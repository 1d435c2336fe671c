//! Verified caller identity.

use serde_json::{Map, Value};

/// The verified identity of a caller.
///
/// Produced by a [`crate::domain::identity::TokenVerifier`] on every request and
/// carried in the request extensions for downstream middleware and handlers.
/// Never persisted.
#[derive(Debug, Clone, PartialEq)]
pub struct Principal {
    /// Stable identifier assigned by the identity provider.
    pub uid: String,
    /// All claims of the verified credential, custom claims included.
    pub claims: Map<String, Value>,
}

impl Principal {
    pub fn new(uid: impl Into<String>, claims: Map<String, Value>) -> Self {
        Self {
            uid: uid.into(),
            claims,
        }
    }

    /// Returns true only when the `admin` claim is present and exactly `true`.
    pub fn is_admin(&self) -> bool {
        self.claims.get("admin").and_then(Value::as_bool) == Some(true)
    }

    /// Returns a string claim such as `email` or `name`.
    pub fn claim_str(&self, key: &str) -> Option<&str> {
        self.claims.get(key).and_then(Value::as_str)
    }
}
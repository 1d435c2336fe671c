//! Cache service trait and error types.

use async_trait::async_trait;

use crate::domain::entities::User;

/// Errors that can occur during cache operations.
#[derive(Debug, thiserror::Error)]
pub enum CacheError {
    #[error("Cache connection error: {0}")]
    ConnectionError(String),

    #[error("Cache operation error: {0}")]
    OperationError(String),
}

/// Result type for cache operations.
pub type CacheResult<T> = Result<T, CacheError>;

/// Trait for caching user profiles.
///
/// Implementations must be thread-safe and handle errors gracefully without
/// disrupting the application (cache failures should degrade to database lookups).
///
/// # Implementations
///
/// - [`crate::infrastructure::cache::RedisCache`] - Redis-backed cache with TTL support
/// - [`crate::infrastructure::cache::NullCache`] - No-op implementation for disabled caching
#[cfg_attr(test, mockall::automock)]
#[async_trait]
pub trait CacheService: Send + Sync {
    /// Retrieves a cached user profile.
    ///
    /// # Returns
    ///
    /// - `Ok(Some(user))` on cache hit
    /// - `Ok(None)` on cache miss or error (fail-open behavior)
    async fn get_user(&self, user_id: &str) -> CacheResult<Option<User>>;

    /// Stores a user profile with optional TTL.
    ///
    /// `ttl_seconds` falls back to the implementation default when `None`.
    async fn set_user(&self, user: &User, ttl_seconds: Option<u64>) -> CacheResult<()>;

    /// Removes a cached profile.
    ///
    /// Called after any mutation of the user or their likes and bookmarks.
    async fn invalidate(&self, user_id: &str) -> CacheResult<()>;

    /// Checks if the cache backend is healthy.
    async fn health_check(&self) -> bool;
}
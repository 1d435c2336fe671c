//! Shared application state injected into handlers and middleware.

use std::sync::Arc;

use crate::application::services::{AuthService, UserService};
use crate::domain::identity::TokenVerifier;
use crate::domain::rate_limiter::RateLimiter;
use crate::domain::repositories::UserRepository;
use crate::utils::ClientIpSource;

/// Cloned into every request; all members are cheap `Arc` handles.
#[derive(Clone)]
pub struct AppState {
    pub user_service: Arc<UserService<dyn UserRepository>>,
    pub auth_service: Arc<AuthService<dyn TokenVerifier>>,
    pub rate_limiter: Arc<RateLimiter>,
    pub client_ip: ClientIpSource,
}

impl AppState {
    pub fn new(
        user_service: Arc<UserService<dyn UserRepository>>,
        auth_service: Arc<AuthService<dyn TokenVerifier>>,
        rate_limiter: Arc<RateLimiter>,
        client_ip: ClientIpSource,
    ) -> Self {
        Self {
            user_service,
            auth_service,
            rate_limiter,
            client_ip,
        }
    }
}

◆ **WHAT YOU NEED TO DO**
The response must hold only the lines above from the line with "cached user profile." through the line with "async fn set_user(&self, user: &User, ttl_seconds: Option<u64>)", each copied exactly, both ends kept.

◆ **THE ANSWER**
    /// Retrieves a cached user profile.
    ///
    /// # Returns
    ///
    /// - `Ok(Some(user))` on cache hit
    /// - `Ok(None)` on cache miss or error (fail-open behavior)
    async fn get_user(&self, user_id: &str) -> CacheResult<Option<User>>;

    /// Stores a user profile with optional TTL.
    ///
    /// `ttl_seconds` falls back to the implementation default when `None`.
    async fn set_user(&self, user: &User, ttl_seconds: Option<u64>) -> CacheResult<()>;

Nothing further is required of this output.